Des affrontements ont éclaté jeudi 14 mai 2026 en marge du match opposant al-Ittihad à al-Swelhi, une rencontre comptant pour le championnat libyen de première division. Ces violences, initialement localisées dans la ville de Misrata, ont rapidement gagné la capitale Tripoli, selon Ouest France.

Les heurts ont opposé les supporters des deux clubs aux forces de l’ordre, entraînant des échanges de projectiles et des dégradations. Les autorités ont déployé des renforts pour rétablir l’ordre, mais les affrontements se sont poursuivis plusieurs heures après la fin de la rencontre.

Ce qu'il faut retenir

  • Un match de première division opposant al-Ittihad à al-Swelhi a servi de déclencheur aux violences.
  • Les heurts ont éclaté à Misrata, avant de s’étendre à Tripoli.
  • Les affrontements ont impliqué des supporters et les forces de l’ordre, avec des échanges de projectiles.
  • Les autorités ont dû mobiliser des renforts pour tenter de rétablir le calme.
  • Les violences se sont prolongées plusieurs heures après la fin du match.

Un choc sportif détourné par la violence

Le match entre al-Ittihad et al-Swelhi, programmé jeudi soir dans le cadre du championnat libyen, s’est terminé sans incident majeur. Pourtant, la victoire de l’un ou l’autre camp n’a rapidement plus eu d’importance pour les supporters les plus radicaux. Dès la fin de la rencontre, des groupes de supporters ont commencé à s’affronter, avant que des jets de pierres ne visent les forces de l’ordre chargées de maintenir l’ordre.

Les affrontements ont rapidement débordé du stade, gagnant les rues adjacentes à Misrata. « Les forces de sécurité ont été prises pour cible », a indiqué un responsable local, cité par Ouest France. Les autorités ont dû faire appel à des renforts pour éviter une escalade incontrôlable.

Tripoli touchée par contagion

Alors que les premiers heurts se concentraient à Misrata, des débordements similaires ont été signalés dans la capitale, Tripoli. Des cortèges de supporters ont défilé dans plusieurs quartiers, scandant des slogans et provoquant des incidents avec les forces de l’ordre.

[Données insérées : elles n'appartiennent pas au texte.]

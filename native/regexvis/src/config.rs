//! Engine configuration, loadable from TOML.

use serde::{Deserialize, Serialize};

use crate::error::Result;

/// Which isolation level a session asks for when breaking down `r*` and
/// `r+` transitions.
#[derive(Debug, Clone, Copy, Default, PartialEq, Eq, Serialize, Deserialize)]
#[serde(rename_all = "lowercase")]
pub enum IsolationPolicy {
    /// The weakest level that is still correct for the transition.
    #[default]
    Optimal,
    /// Always add fresh states on both sides of the loop.
    Full,
}

#[derive(Debug, Clone, PartialEq, Eq, Serialize, Deserialize)]
#[serde(default, deny_unknown_fields)]
pub struct EngineConfig {
    /// Allow executing commands mid-history, discarding the redoable tail.
    pub clobber_history: bool,
    pub isolation: IsolationPolicy,
    /// Run the full optimiser over the expression recovered from an
    /// automaton.
    pub optimise_extracted: bool,
}

impl Default for EngineConfig {
    fn default() -> Self {
        Self {
            clobber_history: false,
            isolation: IsolationPolicy::Optimal,
            optimise_extracted: true,
        }
    }
}

impl EngineConfig {
    /// Parse a configuration. Missing keys take their default value.
    pub fn from_toml_str(text: &str) -> Result<Self> {
        Ok(toml::from_str(text)?)
    }
}

#[cfg(test)]
mod tests {
    use super::*;
    use crate::error::Error;

    #[test]
    fn test_empty_config_is_default() {
        assert_eq!(EngineConfig::from_toml_str("").unwrap(), EngineConfig::default());
    }

    #[test]
    fn test_partial_config() {
        let config = EngineConfig::from_toml_str(
            r#"
            clobber_history = true
            isolation = "full"
            "#,
        )
        .unwrap();
        assert!(config.clobber_history);
        assert_eq!(config.isolation, IsolationPolicy::Full);
        assert!(config.optimise_extracted);
    }

    #[test]
    fn test_unknown_key_is_rejected() {
        assert!(matches!(
            EngineConfig::from_toml_str("clobber = true"),
            Err(Error::Config(_))
        ));
        assert!(EngineConfig::from_toml_str("isolation = \"sometimes\"").is_err());
    }
}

Selon des témoins, certains groupes ont tenté de bloquer des axes routiers, aggravant la situation.

« La situation est sous contrôle, mais nous appelons à la retenue », a déclaré un porte-parole du ministère de l’Intérieur libyen. Les autorités ont instauré un couvre-feu dans plusieurs zones pour limiter les risques de nouvelles violences.

« Les supporters doivent comprendre que la violence ne résout rien. Nous travaillons avec les clubs pour renforcer la sécurité lors des prochains matchs. »
— Un responsable du ministère de l’Intérieur

Et maintenant ?

Les autorités libyennes devraient annoncer dans les prochains jours des mesures renforcées pour encadrer les déplacements des supporters lors des prochaines rencontres. Un dialogue est également envisagé avec les dirigeants des clubs pour limiter l’accès des stades aux groupes les plus radicaux. Pour l’instant, aucune date n’a été fixée pour la reprise du championnat, qui pourrait être suspendu jusqu’à nouvel ordre.

Ces événements rappellent les tensions récurrentes autour du football en Libye, où les rivalités entre clubs s’accompagnent souvent de violences en marge des matchs. Les autorités tentent depuis plusieurs années de renforcer les dispositifs de sécurité, mais la tâche reste complexe dans un contexte où le sport est régulièrement instrumentalisé à des fins politiques ou communautaires.

Les affrontements sont liés à la rivalité historique entre les supporters d’al-Ittihad et d’al-Swelhi. Ces tensions, souvent exacerbées par l’alcool et les rivalités locales, dégénèrent régulièrement en violences après les matchs.